**Task details:** For the material below, please count the lines containing "angle". Reply with the count alone.

**Records shown:**
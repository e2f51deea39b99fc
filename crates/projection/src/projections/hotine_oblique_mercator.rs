//! Hotine Oblique Mercator.
//!
//! Slot 2 holds the scale factor at the center (zero means 1.0) and slot 12
//! selects the form of the central line:
//!
//! * non-zero: azimuth of the central line (slot 3) through the center point
//!   given by slots 4 and 5;
//! * zero: two points on the central line, longitude/latitude in slots 8, 9
//!   and 10, 11.

use crate::constants::{EPSLN, HALF_PI, PI};
use crate::error::{ProjResult, ProjectionError};
use crate::params::Common;
use crate::util::{adjust_lon, asinz, phi2z, tsfnz};

#[derive(Debug, Clone)]
pub struct HotineObliqueMercator {
    center_lon: f64,
    false_easting: f64,
    false_northing: f64,
    e: f64,
    bl: f64,
    al: f64,
    el: f64,
    u: f64,
    singam: f64,
    cosgam: f64,
    sinaz: f64,
    cosaz: f64,
}

impl HotineObliqueMercator {
    pub(crate) fn new(common: &Common) -> ProjResult<Self> {
        let scale_factor = if common.raw[2] == 0.0 {
            1.0
        } else {
            common.raw[2]
        };
        let azimuth_mode = common.raw[12] != 0.0;

        let es = common.es();
        let e = es.sqrt();
        let lat_origin = common.center_lat;
        let (sinphi, cosphi) = lat_origin.sin_cos();
        let con = 1.0 - es * sinphi * sinphi;
        let com = (1.0 - es).sqrt();
        let bl = (1.0 + es * cosphi.powi(4) / (1.0 - es)).sqrt();
        let al = common.r_major() * bl * scale_factor * com / con;

        let (d, f, el) = if lat_origin.abs() < EPSLN {
            (1.0, 1.0, 1.0)
        } else {
            let ts = tsfnz(e, lat_origin, sinphi);
            let d = bl * com / (cosphi * con.sqrt());
            let f = if d * d - 1.0 > 0.0 {
                if lat_origin >= 0.0 {
                    d + (d * d - 1.0).sqrt()
                } else {
                    d - (d * d - 1.0).sqrt()
                }
            } else {
                d
            };
            (d, f, f * ts.powf(bl))
        };

        let (center_lon, gama, azimuth) = if azimuth_mode {
            let azimuth = common.angle(3)?;
            let g = 0.5 * (f - 1.0 / f);
            let gama = asinz(azimuth.sin() / d);
            let center_lon = common.center_lon - asinz(g * gama.tan()) / bl;
            let con = lat_origin.abs();
            if con <= EPSLN || (con - HALF_PI).abs() <= EPSLN {
                return Err(ProjectionError::invalid(201));
            }
            (center_lon, gama, azimuth)
        } else {
            let lon1 = common.angle(8)?;
            let lat1 = common.angle(9)?;
            let mut lon2 = common.angle(10)?;
            let lat2 = common.angle(11)?;

            let h = tsfnz(e, lat1, lat1.sin()).powf(bl);
            let l = tsfnz(e, lat2, lat2.sin()).powf(bl);
            let f = el / h;
            let g = 0.5 * (f - 1.0 / f);
            let j = (el * el - l * h) / (el * el + l * h);
            let p = (l - h) / (l + h);

            let dlon = lon1 - lon2;
            if dlon < -PI {
                lon2 -= 2.0 * PI;
            }
            if dlon > PI {
                lon2 += 2.0 * PI;
            }
            let dlon = lon1 - lon2;
            let center_lon = 0.5 * (lon1 + lon2) - (j * (0.5 * bl * dlon).tan() / p).atan() / bl;
            let dlon = adjust_lon(lon1 - center_lon);
            let gama = ((bl * dlon).sin() / g).atan();
            let azimuth = asinz(d * gama.sin());

            let con = lat1.abs();
            if (lat1 - lat2).abs() <= EPSLN
                || con <= EPSLN
                || (con - HALF_PI).abs() <= EPSLN
                || (lat_origin.abs() - HALF_PI).abs() <= EPSLN
            {
                return Err(ProjectionError::invalid(202));
            }
            (center_lon, gama, azimuth)
        };

        let (singam, cosgam) = gama.sin_cos();
        let (sinaz, cosaz) = azimuth.sin_cos();
        let u = (al / bl) * ((d * d - 1.0).max(0.0).sqrt() / cosaz).atan();
        let u = if lat_origin >= 0.0 { u } else { -u };

        Ok(Self {
            center_lon,
            false_easting: common.false_easting,
            false_northing: common.false_northing,
            e,
            bl,
            al,
            el,
            u,
            singam,
            cosgam,
            sinaz,
            cosaz,
        })
    }

    pub(crate) fn forward(&self, lon: f64, lat: f64) -> ProjResult<(f64, f64)> {
        let dlon = adjust_lon(lon - self.center_lon);
        let vl = (self.bl * dlon).sin();

        let (ul, us) = if (lat.abs() - HALF_PI).abs() > EPSLN {
            let q = self.el / tsfnz(self.e, lat, lat.sin()).powf(self.bl);
            let s = 0.5 * (q - 1.0 / q);
            let t = 0.5 * (q + 1.0 / q);
            let ul = (s * self.singam - vl * self.cosgam) / t;
            let con = (self.bl * dlon).cos();
            let us = if con.abs() < 0.0000001 {
                self.al * self.bl * dlon
            } else {
                let us = self.al * ((s * self.cosgam + vl * self.singam) / con).atan() / self.bl;
                if con < 0.0 {
                    us + PI * self.al / self.bl
                } else {
                    us
                }
            };
            (ul, us)
        } else {
            let ul = if lat >= 0.0 { self.singam } else { -self.singam };
            (ul, self.al * lat / self.bl)
        };

        if (ul.abs() - 1.0).abs() <= EPSLN {
            return Err(ProjectionError::domain(205));
        }
        let vs = 0.5 * self.al * ((1.0 - ul) / (1.0 + ul)).ln() / self.bl;
        let us = us - self.u;
        Ok((
            self.false_easting + vs * self.cosaz + us * self.sinaz,
            self.false_northing + us * self.cosaz - vs * self.sinaz,
        ))
    }

    pub(crate) fn inverse(&self, x: f64, y: f64) -> ProjResult<(f64, f64)> {
        let x = x - self.false_easting;
        let y = y - self.false_northing;
        let vs = x * self.cosaz - y * self.sinaz;
        let us = y * self.cosaz + x * self.sinaz + self.u;
        let q = (-self.bl * vs / self.al).exp();
        let s = 0.5 * (q - 1.0 / q);
        let t = 0.5 * (q + 1.0 / q);
        let vl = (self.bl * us / self.al).sin();
        let ul = (vl * self.cosgam + s * self.singam) / t;

        if (ul.abs() - 1.0).abs() <= EPSLN {
            let lat = if ul >= 0.0 { HALF_PI } else { -HALF_PI };
            return Ok((self.center_lon, lat));
        }

        let ts = (self.el / ((1.0 + ul) / (1.0 - ul)).sqrt()).powf(1.0 / self.bl);
        let lat = phi2z(self.e, ts)?;
        let con = (self.bl * us / self.al).cos();
        let lon = adjust_lon(self.center_lon - (s * self.cosgam - vl * self.singam).atan2(con) / self.bl);
        Ok((lon, lat))
    }
}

**Finished task:** 5